An innovative way to treat pediatric hemophilia A patients using a combination approach has seen early success at the Aflac Cancer and Blood Disorders Center of Children’s Healthcare of Atlanta, with researchers from Emory University School of Medicine. Now known as the Atlanta Protocol, in a nod to where the approach was developed, the new method involves treating patients with high dose factor VIII concentrates along with emicizumab, a modification of the standard Immune tolerance induction (ITI).
Hemophilia, a rare bleeding and clotting disorder, affects nearly 1 in 5,000 males, and about 20,000 people in the United States have hemophilia A or B. Hemophilia A is also known as factor VIII(FVIII) deficiency. About one-third of patients with severe hemophilia A will develop antibodies directed against FVIII, called inhibitors, limiting the ability to treat hemophilia. For these patients, the immune system produces antibodies that “inhibit” clot formation by destroying the clotting factor before it has a chance to stop or prevent bleeding. Inhibitors make treating bleeds more difficult and do not allow for the standard treatment for preventing bleeds with replacement FVIII concentrates.
A relatively new drug called emicizumab, first made widely available in late 2017, mimics FVIII function by essentially tricking the body and reducing the frequency of bleeding in patients with hemophilia A with and without inhibitors.
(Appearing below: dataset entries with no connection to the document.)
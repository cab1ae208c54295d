use crate::error::{Result, StackmatchError};
use crate::project_identity;
use fs2::FileExt;
use std::fs::{File, OpenOptions};
use std::io::Write;
use std::path::{Path, PathBuf};
use std::thread;
use std::time::{Duration, Instant};

const LOCK_WAIT: Duration = Duration::from_secs(10);
const LOCK_RETRY: Duration = Duration::from_millis(50);

/// Exclusive lock on `<journal>.lock`, released on drop. The lock file is
/// left in place; removing it would let a waiter lock a stale inode.
pub struct JournalLock {
    file: File,
    path: PathBuf,
}

impl JournalLock {
    pub fn path(&self) -> &Path {
        &self.path
    }
}

impl Drop for JournalLock {
    fn drop(&mut self) {
        let _ = FileExt::unlock(&self.file);
    }
}

pub fn lock_path_for(journal: &Path) -> PathBuf {
    let mut name = journal.as_os_str().to_owned();
    name.push(".lock");
    PathBuf::from(name)
}

pub fn acquire_lock(journal: &Path) -> Result<JournalLock> {
    acquire_lock_within(journal, LOCK_WAIT)
}

fn acquire_lock_within(journal: &Path, wait: Duration) -> Result<JournalLock> {
    let lock_path = lock_path_for(journal);
    let mut file = OpenOptions::new()
        .read(true)
        .write(true)
        .create(true)
        .truncate(false)
        .open(&lock_path)
        .map_err(|e| StackmatchError::IoError {
            path: lock_path.clone(),
            source: e,
        })?;

    let started = Instant::now();
    while file.try_lock_exclusive().is_err() {
        if started.elapsed() >= wait {
            return Err(StackmatchError::LockError(format!(
                "Another {} process is writing the journal.\n\
                 Lock file: {}\n\
                 Wait for it to complete, then retry.",
                project_identity::BINARY_NAME,
                lock_path.display()
            )));
        }
        thread::sleep(LOCK_RETRY);
    }

    let _ = file.set_len(0);
    let _ = writeln!(file, "{}", std::process::id());

    Ok(JournalLock {
        file,
        path: lock_path,
    })
}

#[cfg(test)]
mod tests {
    use super::*;
    use tempfile::tempdir;

    #[test]
    fn lock_contention_returns_error() {
        let dir = tempdir().expect("tempdir");
        let journal = dir.path().join("installations.json");

        let _lock = acquire_lock(&journal).expect("first lock");
        match acquire_lock_within(&journal, Duration::from_millis(120)) {
            Ok(_) => panic!("second lock should fail"),
            Err(err) => assert!(err.to_string().contains("writing the journal")),
        }
    }

    #[test]
    fn lock_is_reusable_after_drop() {
        let dir = tempdir().expect("tempdir");
        let journal = dir.path().join("installations.json");

        let lock = acquire_lock(&journal).expect("first lock");
        assert!(lock.path().ends_with("installations.json.lock"));
        drop(lock);
        assert!(acquire_lock_within(&journal, Duration::from_millis(120)).is_ok());
    }
}
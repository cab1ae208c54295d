//! Environment snapshots: scanning, and reading/writing them as JSON.

pub mod scanner;
pub mod types;

pub use scanner::Scanner;
pub use types::{EnvironmentData, SystemInfo};

use crate::error::{Result, StackmatchError};
use std::fs;
use std::path::Path;

/// Write a snapshot as pretty JSON, replacing any existing file.
pub fn export_json(data: &EnvironmentData, path: &Path) -> Result<()> {
    let content = serde_json::to_string_pretty(data)?;
    if let Some(dir) = path.parent().filter(|d| !d.as_os_str().is_empty())
        && !dir.exists()
    {
        fs::create_dir_all(dir).map_err(|e| StackmatchError::IoError {
            path: dir.to_path_buf(),
            source: e,
        })?;
    }
    fs::write(path, content).map_err(|e| StackmatchError::IoError {
        path: path.to_path_buf(),
        source: e,
    })
}

pub fn import_json(path: &Path) -> Result<EnvironmentData> {
    let content = fs::read_to_string(path).map_err(|e| StackmatchError::IoError {
        path: path.to_path_buf(),
        source: e,
    })?;
    serde_json::from_str(&content).map_err(|e| {
        StackmatchError::ConfigError(format!(
            "{} is not an environment snapshot: {}",
            path.display(),
            e
        ))
    })
}
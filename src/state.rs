//! Installation journal: record types, file I/O, and the tracker that
//! drives them.

pub mod io;
pub mod tracker;
pub mod types;

pub use tracker::InstallationTracker;
pub use types::{InstallationRecord, InstallationStatus, RollbackOutcome, TrackedPackage};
This drug can be given under the skin on a weekly, biweekly or monthly basis to prevent bleeding, rather than the intravenous infusion factor concentrates that often require a central line. The main challenge today is that, although emicizumab is very effective in reducing bleeds, it does not rid the body of the inhibitor, and ITI with FVIII concentrates remains the only effective strategy to eradicate the inhibitor.
As a result, the pediatric bleeding disorder team at Children’s led by Meeks and Sidonio offered patients the option to use emicizumab rather than traditional bypassing agents to prevent bleeding while receiving ITI. The first patients in the world to receive this new, combined treatment approach were at the Aflac Cancer and Blood Disorders Center.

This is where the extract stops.